* TASK ITEM: Filter the entries below down to the lines that hold "never".

* EXERCISE MATERIAL:
------------

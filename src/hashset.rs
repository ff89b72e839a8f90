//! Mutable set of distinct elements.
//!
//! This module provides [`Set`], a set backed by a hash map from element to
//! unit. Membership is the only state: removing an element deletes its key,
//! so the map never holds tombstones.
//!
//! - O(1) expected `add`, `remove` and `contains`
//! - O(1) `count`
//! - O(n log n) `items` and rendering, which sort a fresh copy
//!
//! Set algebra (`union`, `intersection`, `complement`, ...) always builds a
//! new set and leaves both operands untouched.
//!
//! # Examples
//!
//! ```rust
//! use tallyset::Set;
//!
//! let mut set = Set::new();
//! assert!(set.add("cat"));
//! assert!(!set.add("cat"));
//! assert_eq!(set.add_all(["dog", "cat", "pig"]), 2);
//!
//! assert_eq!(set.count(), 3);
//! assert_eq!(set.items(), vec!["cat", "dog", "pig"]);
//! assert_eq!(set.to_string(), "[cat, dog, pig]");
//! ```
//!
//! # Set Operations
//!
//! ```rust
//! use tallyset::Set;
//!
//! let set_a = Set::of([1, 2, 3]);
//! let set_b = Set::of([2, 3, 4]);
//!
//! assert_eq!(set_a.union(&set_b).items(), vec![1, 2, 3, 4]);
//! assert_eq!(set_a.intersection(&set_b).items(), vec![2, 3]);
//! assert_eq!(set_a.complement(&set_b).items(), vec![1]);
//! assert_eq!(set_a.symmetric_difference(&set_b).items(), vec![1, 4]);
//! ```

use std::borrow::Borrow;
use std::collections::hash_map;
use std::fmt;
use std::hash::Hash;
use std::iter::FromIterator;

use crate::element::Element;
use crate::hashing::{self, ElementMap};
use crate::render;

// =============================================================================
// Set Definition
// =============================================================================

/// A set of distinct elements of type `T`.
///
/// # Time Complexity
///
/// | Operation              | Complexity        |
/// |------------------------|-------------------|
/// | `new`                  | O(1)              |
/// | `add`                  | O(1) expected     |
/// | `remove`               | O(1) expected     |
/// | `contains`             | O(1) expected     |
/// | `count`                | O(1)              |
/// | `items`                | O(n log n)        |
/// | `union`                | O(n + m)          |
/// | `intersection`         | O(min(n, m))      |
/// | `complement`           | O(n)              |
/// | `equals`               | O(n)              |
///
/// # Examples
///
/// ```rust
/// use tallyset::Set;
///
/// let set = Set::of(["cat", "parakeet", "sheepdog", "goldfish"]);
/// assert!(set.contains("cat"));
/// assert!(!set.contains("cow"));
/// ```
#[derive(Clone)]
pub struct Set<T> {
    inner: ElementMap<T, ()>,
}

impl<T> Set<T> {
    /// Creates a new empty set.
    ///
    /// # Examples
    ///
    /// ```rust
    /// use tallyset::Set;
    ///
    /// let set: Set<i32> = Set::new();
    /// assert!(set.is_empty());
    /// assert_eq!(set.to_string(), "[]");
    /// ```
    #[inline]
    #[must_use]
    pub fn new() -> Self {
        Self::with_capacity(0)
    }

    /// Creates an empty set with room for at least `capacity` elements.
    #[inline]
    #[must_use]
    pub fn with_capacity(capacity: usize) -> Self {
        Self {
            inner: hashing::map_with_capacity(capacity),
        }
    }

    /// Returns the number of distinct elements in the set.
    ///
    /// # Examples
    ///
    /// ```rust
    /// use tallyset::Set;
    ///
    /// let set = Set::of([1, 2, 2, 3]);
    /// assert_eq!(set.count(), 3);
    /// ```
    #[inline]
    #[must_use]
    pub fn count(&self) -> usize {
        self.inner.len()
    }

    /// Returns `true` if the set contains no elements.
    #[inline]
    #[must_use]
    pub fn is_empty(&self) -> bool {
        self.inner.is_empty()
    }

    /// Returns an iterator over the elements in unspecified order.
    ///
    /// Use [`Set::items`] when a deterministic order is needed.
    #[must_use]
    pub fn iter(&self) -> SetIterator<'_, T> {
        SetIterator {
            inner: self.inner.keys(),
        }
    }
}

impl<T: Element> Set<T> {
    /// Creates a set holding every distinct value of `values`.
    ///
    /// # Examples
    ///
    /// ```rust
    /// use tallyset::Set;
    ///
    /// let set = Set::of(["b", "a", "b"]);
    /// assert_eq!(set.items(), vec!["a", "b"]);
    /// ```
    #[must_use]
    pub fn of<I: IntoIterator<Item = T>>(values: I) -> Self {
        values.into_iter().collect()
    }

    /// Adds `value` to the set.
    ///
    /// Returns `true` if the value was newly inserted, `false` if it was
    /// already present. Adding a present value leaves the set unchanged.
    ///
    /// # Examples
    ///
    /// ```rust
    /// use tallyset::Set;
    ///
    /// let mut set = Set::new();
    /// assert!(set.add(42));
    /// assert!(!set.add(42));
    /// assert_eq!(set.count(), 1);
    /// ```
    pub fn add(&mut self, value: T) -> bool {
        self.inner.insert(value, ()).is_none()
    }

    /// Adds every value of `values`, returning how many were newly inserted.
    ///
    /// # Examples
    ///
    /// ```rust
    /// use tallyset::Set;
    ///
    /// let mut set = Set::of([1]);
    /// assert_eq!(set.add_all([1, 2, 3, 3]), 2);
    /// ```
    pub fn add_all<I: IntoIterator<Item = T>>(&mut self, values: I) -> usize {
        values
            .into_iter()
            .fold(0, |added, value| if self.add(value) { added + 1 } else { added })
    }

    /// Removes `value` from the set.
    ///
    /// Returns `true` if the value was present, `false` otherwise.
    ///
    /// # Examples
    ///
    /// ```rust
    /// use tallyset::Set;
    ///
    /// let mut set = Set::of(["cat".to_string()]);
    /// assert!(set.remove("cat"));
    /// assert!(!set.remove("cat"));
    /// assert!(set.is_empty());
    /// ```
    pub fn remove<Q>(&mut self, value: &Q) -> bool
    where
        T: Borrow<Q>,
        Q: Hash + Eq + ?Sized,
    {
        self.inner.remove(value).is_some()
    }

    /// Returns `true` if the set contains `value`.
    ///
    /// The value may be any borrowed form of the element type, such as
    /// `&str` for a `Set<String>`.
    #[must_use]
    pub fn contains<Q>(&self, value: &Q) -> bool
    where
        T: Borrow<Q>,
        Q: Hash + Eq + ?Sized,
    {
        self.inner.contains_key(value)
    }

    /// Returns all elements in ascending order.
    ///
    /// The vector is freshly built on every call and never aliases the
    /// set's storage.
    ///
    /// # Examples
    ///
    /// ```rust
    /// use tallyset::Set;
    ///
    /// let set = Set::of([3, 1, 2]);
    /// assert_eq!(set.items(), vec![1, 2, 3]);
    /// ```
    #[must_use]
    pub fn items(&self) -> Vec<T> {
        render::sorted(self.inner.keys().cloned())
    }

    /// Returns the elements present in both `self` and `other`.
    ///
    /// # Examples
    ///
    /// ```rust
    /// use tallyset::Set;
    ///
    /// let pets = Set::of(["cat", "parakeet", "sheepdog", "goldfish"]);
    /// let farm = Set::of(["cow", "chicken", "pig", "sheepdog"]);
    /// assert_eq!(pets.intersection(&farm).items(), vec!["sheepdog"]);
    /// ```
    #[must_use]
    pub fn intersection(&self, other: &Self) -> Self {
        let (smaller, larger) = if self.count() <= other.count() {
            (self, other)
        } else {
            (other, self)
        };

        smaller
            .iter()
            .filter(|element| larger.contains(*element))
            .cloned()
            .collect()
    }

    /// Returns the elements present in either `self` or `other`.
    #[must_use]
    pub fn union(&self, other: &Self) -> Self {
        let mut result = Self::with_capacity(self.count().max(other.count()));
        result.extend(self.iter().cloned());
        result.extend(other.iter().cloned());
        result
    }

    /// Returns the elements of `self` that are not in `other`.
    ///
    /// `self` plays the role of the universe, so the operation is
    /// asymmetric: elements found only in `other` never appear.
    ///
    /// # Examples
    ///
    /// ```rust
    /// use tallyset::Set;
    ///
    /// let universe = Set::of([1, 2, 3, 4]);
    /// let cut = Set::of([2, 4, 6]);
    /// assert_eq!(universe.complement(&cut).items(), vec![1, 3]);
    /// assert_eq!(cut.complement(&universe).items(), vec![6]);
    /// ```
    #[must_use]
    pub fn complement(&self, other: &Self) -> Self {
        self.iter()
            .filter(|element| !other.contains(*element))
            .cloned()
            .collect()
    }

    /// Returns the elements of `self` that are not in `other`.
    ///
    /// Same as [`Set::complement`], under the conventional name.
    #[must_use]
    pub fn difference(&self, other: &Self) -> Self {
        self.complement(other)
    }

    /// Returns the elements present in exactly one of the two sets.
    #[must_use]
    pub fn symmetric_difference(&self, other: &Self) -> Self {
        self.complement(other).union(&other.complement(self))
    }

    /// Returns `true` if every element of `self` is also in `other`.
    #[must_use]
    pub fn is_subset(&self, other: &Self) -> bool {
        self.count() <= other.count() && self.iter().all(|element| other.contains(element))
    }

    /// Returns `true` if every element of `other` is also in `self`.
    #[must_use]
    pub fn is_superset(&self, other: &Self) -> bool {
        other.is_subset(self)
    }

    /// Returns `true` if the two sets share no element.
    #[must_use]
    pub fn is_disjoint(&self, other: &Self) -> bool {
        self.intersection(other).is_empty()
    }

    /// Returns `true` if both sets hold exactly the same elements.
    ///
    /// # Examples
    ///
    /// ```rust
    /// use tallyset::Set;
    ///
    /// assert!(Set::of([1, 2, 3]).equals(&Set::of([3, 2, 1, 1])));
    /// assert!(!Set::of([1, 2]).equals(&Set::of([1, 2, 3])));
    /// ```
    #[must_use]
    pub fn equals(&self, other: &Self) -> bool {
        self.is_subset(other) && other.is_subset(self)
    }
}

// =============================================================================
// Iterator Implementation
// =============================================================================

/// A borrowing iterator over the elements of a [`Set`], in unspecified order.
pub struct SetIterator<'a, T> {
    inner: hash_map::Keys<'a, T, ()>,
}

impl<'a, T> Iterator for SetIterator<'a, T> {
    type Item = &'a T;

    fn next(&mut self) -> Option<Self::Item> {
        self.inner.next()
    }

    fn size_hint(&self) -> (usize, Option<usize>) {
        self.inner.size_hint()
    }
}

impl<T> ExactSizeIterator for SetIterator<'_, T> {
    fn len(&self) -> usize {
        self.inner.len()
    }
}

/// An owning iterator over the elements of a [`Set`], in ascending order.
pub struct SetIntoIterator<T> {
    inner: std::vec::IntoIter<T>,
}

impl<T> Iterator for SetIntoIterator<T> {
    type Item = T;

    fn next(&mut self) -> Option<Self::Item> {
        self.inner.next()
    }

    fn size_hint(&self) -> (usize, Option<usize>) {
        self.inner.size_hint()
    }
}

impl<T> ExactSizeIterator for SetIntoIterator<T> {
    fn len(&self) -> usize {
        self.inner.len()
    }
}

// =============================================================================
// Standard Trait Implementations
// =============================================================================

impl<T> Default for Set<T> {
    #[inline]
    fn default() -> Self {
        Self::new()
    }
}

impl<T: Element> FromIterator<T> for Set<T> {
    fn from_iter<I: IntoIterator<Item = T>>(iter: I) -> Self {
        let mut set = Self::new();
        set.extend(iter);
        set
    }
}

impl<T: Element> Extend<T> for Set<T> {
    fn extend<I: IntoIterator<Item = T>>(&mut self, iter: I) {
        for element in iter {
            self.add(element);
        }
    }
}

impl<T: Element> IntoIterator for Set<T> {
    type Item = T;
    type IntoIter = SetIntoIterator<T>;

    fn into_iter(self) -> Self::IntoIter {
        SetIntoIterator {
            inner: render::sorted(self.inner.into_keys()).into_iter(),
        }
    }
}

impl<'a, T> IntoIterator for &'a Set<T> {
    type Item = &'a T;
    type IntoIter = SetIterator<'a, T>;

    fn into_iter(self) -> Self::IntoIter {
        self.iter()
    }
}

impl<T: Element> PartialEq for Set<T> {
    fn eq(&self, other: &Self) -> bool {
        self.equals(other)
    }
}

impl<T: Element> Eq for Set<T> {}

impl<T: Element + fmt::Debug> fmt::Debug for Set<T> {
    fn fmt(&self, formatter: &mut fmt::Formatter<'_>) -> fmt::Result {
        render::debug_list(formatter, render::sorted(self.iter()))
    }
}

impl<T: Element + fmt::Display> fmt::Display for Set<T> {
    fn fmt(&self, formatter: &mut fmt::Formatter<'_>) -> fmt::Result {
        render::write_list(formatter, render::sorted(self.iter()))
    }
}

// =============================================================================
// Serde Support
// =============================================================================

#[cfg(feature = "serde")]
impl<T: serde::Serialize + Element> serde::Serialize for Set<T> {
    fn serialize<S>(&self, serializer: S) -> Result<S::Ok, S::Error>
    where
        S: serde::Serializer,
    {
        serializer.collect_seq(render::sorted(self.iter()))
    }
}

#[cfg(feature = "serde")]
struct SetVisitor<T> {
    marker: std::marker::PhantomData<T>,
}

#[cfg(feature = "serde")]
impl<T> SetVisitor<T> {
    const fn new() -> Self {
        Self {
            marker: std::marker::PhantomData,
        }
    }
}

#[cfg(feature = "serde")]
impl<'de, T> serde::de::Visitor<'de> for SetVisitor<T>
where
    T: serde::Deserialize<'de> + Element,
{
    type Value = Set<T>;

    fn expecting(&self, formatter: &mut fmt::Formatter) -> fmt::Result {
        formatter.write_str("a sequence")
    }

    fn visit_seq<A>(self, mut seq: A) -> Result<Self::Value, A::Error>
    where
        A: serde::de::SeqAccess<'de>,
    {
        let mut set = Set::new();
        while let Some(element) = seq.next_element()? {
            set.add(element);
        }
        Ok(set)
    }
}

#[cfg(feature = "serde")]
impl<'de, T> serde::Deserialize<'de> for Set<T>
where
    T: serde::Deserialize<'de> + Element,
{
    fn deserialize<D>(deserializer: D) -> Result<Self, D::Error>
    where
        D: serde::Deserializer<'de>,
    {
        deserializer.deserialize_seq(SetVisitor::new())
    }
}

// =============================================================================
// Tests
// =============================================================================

------------

* RESULT OF THIS TASK:
//! so the map never holds tombstones.
    /// The vector is freshly built on every call and never aliases the
    /// asymmetric: elements found only in `other` never appear.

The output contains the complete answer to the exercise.